LE MISURE FISCALI PER I LAVORATORI
Incentivi per i lavoratori a basso reddito. Per i titolari di reddito di lavoro dipendente (esclusi i percettori di redditi da pensione) che hanno un reddito complessivo non superiore a 20000 euro, il decreto stabilisce l’erogazione di una somma, che non concorre alla formazione del reddito, determinata applicando al reddito di lavoro dipendente del contribuente (rapportato all’intero anno), la seguente percentuale:
- 7,1%, se il reddito di lavoro dipendente non è superiore a 8500 euro;
- 5,3%, se il reddito di lavoro dipendente è superiore a 8500 euro ma non a 15000 euro;
- 4,8%, se il reddito di lavoro dipendente è superiore a 15000 euro.
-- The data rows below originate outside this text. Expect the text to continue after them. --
use chrono::{DateTime, Utc};
use melodia_core::models::{HistoryEntry, PlayerState};
use melodia_core::AppError;
use sqlx::PgPool;
use uuid::Uuid;

#[derive(Debug, sqlx::FromRow)]
struct PlayerStateRow {
    user_id: Uuid,
    track_id: Uuid,
    context_id: Option<Uuid>,
    context_type: String,
    position_secs: i32,
    status: String,
    updated_at: DateTime<Utc>,
}

impl From<PlayerStateRow> for PlayerState {
    fn from(row: PlayerStateRow) -> Self {
        PlayerState {
            user_id: row.user_id,
            track_id: row.track_id,
            context_id: row.context_id,
            context_type: row.context_type,
            position_secs: row.position_secs,
            status: row.status,
            updated_at: row.updated_at,
        }
    }
}

#[derive(Debug, sqlx::FromRow)]
struct HistoryEntryRow {
    id: Uuid,
    user_id: Uuid,
    track_id: Uuid,
    played_at: DateTime<Utc>,
    duration_played_secs: i32,
}

impl From<HistoryEntryRow> for HistoryEntry {
    fn from(row: HistoryEntryRow) -> Self {
        HistoryEntry {
            id: row.id,
            user_id: row.user_id,
            track_id: row.track_id,
            played_at: row.played_at,
            duration_played_secs: row.duration_played_secs,
        }
    }
}

#[derive(Clone)]
pub struct HistoryRepository {
    pool: PgPool,
}

impl HistoryRepository {
    pub fn new(pool: PgPool) -> Self {
        Self { pool }
    }

    /// Replace the user's current player state (one row per user).
    pub async fn upsert_state(&self, state: &PlayerState) -> Result<(), AppError> {
        sqlx::query(
            r#"
            INSERT INTO player_states (user_id, track_id, context_id, context_type, position_secs, status, updated_at)
            VALUES ($1, $2, $3, $4, $5, $6, $7)
            ON CONFLICT (user_id) DO UPDATE SET
                track_id = EXCLUDED.track_id,
                context_id = EXCLUDED.context_id,
                context_type = EXCLUDED.context_type,
                position_secs = EXCLUDED.position_secs,
                status = EXCLUDED.status,
                updated_at = EXCLUDED.updated_at
            "#,
        )
        .bind(state.user_id)
        .bind(state.track_id)
        .bind(state.context_id)
        .bind(&state.context_type)
        .bind(state.position_secs)
        .bind(&state.status)
        .bind(Utc::now())
        .execute(&self.pool)
        .await?;

        Ok(())
    }

    pub async fn last_state(&self, user_id: Uuid) -> Result<PlayerState, AppError> {
        let row = sqlx::query_as::<_, PlayerStateRow>(
            r#"
            SELECT user_id, track_id, context_id, context_type, position_secs, status, updated_at
            FROM player_states
            WHERE user_id = $1
            "#,
        )
        .bind(user_id)
        .fetch_optional(&self.pool)
        .await?;

        row.map(PlayerState::from)
            .ok_or_else(|| AppError::NotFound("Player state not found".to_string()))
    }

    pub async fn add_entry(&self, mut entry: HistoryEntry) -> Result<(), AppError> {
        if entry.id.is_nil() {
            entry.id = Uuid::new_v4();
        }

        sqlx::query(
            r#"
            INSERT INTO history_log (id, user_id, track_id, played_at, duration_played_secs)
            VALUES ($1, $2, $3, $4, $5)
            "#,
        )
        .bind(entry.id)
        .bind(entry.user_id)
        .bind(entry.track_id)
        .bind(Utc::now())
        .bind(entry.duration_played_secs)
        .execute(&self.pool)
        .await?;

        Ok(())
    }

    pub async fn list_entries(
        &self,
        user_id: Uuid,
        limit: i64,
        offset: i64,
    ) -> Result<Vec<HistoryEntry>, AppError> {
        let rows = sqlx::query_as::<_, HistoryEntryRow>(
            r#"
            SELECT id, user_id, track_id, played_at, duration_played_secs
            FROM history_log
            WHERE user_id = $1
            ORDER BY played_at DESC
            LIMIT $2 OFFSET $3
            "#,
        )
        .bind(user_id)
        .bind(limit)
        .bind(offset)
        .fetch_all(&self.pool)
        .await?;

        Ok(rows.into_iter().map(HistoryEntry::from).collect())
    }
}
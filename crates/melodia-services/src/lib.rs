//! Melodia use-case layer
//!
//! One service per product area, sitting between the HTTP handlers and the
//! repositories. `MediaService` is the only one with real decision logic:
//! it coordinates the object store and the metadata store through injected
//! capability traits so tests can substitute fakes. The remaining services
//! are thin wrappers over their repositories.

pub mod catalog;
pub mod history;
pub mod library;
pub mod media;
pub mod user;

pub use catalog::CatalogService;
pub use history::HistoryService;
pub use library::LibraryService;
pub use media::{MediaService, MediaStore};
pub use user::UserService;
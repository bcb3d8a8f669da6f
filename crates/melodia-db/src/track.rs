use chrono::{DateTime, Utc};
use melodia_core::models::Track;
use melodia_core::AppError;
use sqlx::PgPool;
use uuid::Uuid;

#[derive(Debug, sqlx::FromRow)]
struct TrackRow {
    id: Uuid,
    title: String,
    artist: String,
    album: Option<String>,
    duration_secs: i32,
    audio_media_id: Uuid,
    cover_media_id: Option<Uuid>,
    created_at: DateTime<Utc>,
    updated_at: DateTime<Utc>,
}

impl From<TrackRow> for Track {
    fn from(row: TrackRow) -> Self {
        Track {
            id: row.id,
            title: row.title,
            artist: row.artist,
            album: row.album,
            duration_secs: row.duration_secs,
            audio_media_id: row.audio_media_id,
            cover_media_id: row.cover_media_id,
            created_at: row.created_at,
            updated_at: row.updated_at,
        }
    }
}

#[derive(Clone)]
pub struct TrackRepository {
    pool: PgPool,
}

impl TrackRepository {
    pub fn new(pool: PgPool) -> Self {
        Self { pool }
    }

    pub async fn create(&self, track: &Track) -> Result<(), AppError> {
        sqlx::query(
            r#"
            INSERT INTO tracks (id, title, artist, album, duration_secs, audio_media_id, cover_media_id, created_at, updated_at)
            VALUES ($1, $2, $3, $4, $5, $6, $7, $8, $9)
            "#,
        )
        .bind(track.id)
        .bind(&track.title)
        .bind(&track.artist)
        .bind(&track.album)
        .bind(track.duration_secs)
        .bind(track.audio_media_id)
        .bind(track.cover_media_id)
        .bind(track.created_at)
        .bind(track.updated_at)
        .execute(&self.pool)
        .await?;

        Ok(())
    }

    pub async fn get(&self, id: Uuid) -> Result<Track, AppError> {
        let row = sqlx::query_as::<_, TrackRow>(
            r#"
            SELECT id, title, artist, album, duration_secs, audio_media_id, cover_media_id, created_at, updated_at
            FROM tracks
            WHERE id = $1
            "#,
        )
        .bind(id)
        .fetch_optional(&self.pool)
        .await?;

        row.map(Track::from)
            .ok_or_else(|| AppError::NotFound("Track not found".to_string()))
    }

    /// Case-insensitive substring match on title or artist.
    pub async fn search(&self, query: &str) -> Result<Vec<Track>, AppError> {
        let rows = sqlx::query_as::<_, TrackRow>(
            r#"
            SELECT id, title, artist, album, duration_secs, audio_media_id, cover_media_id, created_at, updated_at
            FROM tracks
            WHERE title ILIKE '%' || $1 || '%' OR artist ILIKE '%' || $1 || '%'
            LIMIT 50
            "#,
        )
        .bind(query)
        .fetch_all(&self.pool)
        .await?;

        Ok(rows.into_iter().map(Track::from).collect())
    }
}
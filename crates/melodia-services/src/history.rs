//! Playback state and scrobbling use-cases.

use chrono::Utc;
use melodia_core::models::{HistoryEntry, PlayerState};
use melodia_core::AppError;
use melodia_db::HistoryRepository;
use uuid::Uuid;

/// Record a listen once playback stopped or ran past 30 seconds.
fn should_scrobble(status: &str, position_secs: i32) -> bool {
    status == "stopped" || position_secs > 30
}

#[derive(Clone)]
pub struct HistoryService {
    history: HistoryRepository,
}

impl HistoryService {
    pub fn new(history: HistoryRepository) -> Self {
        Self { history }
    }

    /// Upsert the user's player state, then scrobble when the report
    /// qualifies. A failed history insert does not fail the report.
    pub async fn report_state(
        &self,
        user_id: Uuid,
        track_id: Uuid,
        context_id: Option<Uuid>,
        context_type: String,
        position_secs: i32,
        status: String,
    ) -> Result<(), AppError> {
        let state = PlayerState {
            user_id,
            track_id,
            context_id,
            context_type,
            position_secs,
            status,
            updated_at: Utc::now(),
        };

        self.history.upsert_state(&state).await?;

        if should_scrobble(&state.status, state.position_secs) {
            let entry = HistoryEntry {
                id: Uuid::nil(),
                user_id,
                track_id,
                played_at: Utc::now(),
                duration_played_secs: state.position_secs,
            };
            if let Err(err) = self.history.add_entry(entry).await {
                tracing::warn!(error = %err, user_id = %user_id, "failed to record history entry");
            }
        }

        Ok(())
    }

    pub async fn last_state(&self, user_id: Uuid) -> Result<PlayerState, AppError> {
        self.history.last_state(user_id).await
    }

    pub async fn history(
        &self,
        user_id: Uuid,
        limit: i64,
        offset: i64,
    ) -> Result<Vec<HistoryEntry>, AppError> {
        self.history.list_entries(user_id, limit, offset).await
    }
}

#[cfg(test)]
mod tests {
    use super::*;

    #[test]
    fn scrobbles_on_stop_regardless_of_position() {
        assert!(should_scrobble("stopped", 0));
        assert!(should_scrobble("stopped", 5));
    }

    #[test]
    fn scrobbles_past_thirty_seconds() {
        assert!(should_scrobble("playing", 31));
        assert!(should_scrobble("paused", 120));
    }

    #[test]
    fn skips_short_listens() {
        assert!(!should_scrobble("playing", 30));
        assert!(!should_scrobble("paused", 3));
    }
}
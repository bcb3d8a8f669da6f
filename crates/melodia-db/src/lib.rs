//! Database repositories for the data access layer
//!
//! One repository per aggregate, each holding a clone of the shared
//! `PgPool`. Queries are dynamic (`sqlx::query`/`query_as`) so builds do not
//! require a live DATABASE_URL; rows land in private `FromRow` structs and
//! convert into the domain models from `melodia-core`.

mod history;
mod media;
mod playlist;
mod track;
mod user;

pub use history::HistoryRepository;
pub use media::MediaRepository;
pub use playlist::PlaylistRepository;
pub use track::TrackRepository;
pub use user::UserRepository;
Taglio del cuneo fiscale per i lavoratori dipendenti. Per i percettori di redditi da lavoro dipendente non superiore a 20.000 euro è riconosciuta una somma, che non concorre alla formazione del reddito, calcolata in percentuale decrescente per scaglioni al crescere del reddito. Per i redditi da lavoro dipendente compresi tra 20000 e 40000 euro è riconosciuto contributo fisso nella misura di 1000 euro per redditi fino a 32000 euro, che si riduce progressivamente per redditi superiori a 32000 euro e fino a 40000 euro, soglia oltre la quale il contributo si azzera.
Incentivi assunzioni. La bozza del DDL Bilancio dispone una la proroga dell’incentivo fiscale alle nuove assunzioni di personale dipendente al periodo d’imposta successivo a quello in corso al 31 dicembre 2024 ed ai successivi due.
MISURE A SOSTEGNO DELLE FAMIGLIE
Bonus natalità. Al fine di incentivare la natalità e contribuire alle spese per il suo sostegno, il Decreto stabilisce che per ogni figlio nato o adottato dal 1° gennaio 2025 è riconosciuto un importo “una tantum” nella misura di 1000 euro, erogato nel mese successivo al mese di nascita o adozione. Il bonus è corrisposto per i figli di:
- cittadini italiani o di uno Stato membro dell’Unione europea, o loro familiari, titolari del diritto di soggiorno o del diritto di soggiorno permanente,
- ovvero di cittadini di uno Stato non appartenente all’Unione europea in possesso del permesso di soggiorno UE per soggiornanti di lungo periodo o titolari di permesso unico di lavoro autorizzati a svolgere un’attività lavorativa per un periodo superiore a sei mesi o titolari di permesso di soggiorno per motivi di ricerca autorizzati a soggiornare in Italia per un periodo superiore a sei mesi,
residenti in Italia e a condizione che il nucleo familiare del genitore richiedente abbia un valore di ISEE non superiore a 40000 euro (al netto dell’assegno unico e universale per i figli a carico).
Il beneficio è riconosciuto dall’INPS su domanda.
Congedi parentali. Il DDL Bilancio prevede un incremento dell’indennità all’80% della retribuzione per un mese aggiuntivo fino ai sei anni di età del bambino:
- riguarda i lavoratori dipendenti e si applica a periodi entro il sesto anno di vita del bambino o entro il sesto anno dall’ingresso in famiglia nel caso di adozioni o affidamenti.
- l’indennità per congedo parentale è elevata all’80% della retribuzione per un massimo di due mesi, in alternativa ai genitori, successivamente a un primo mese già previsto.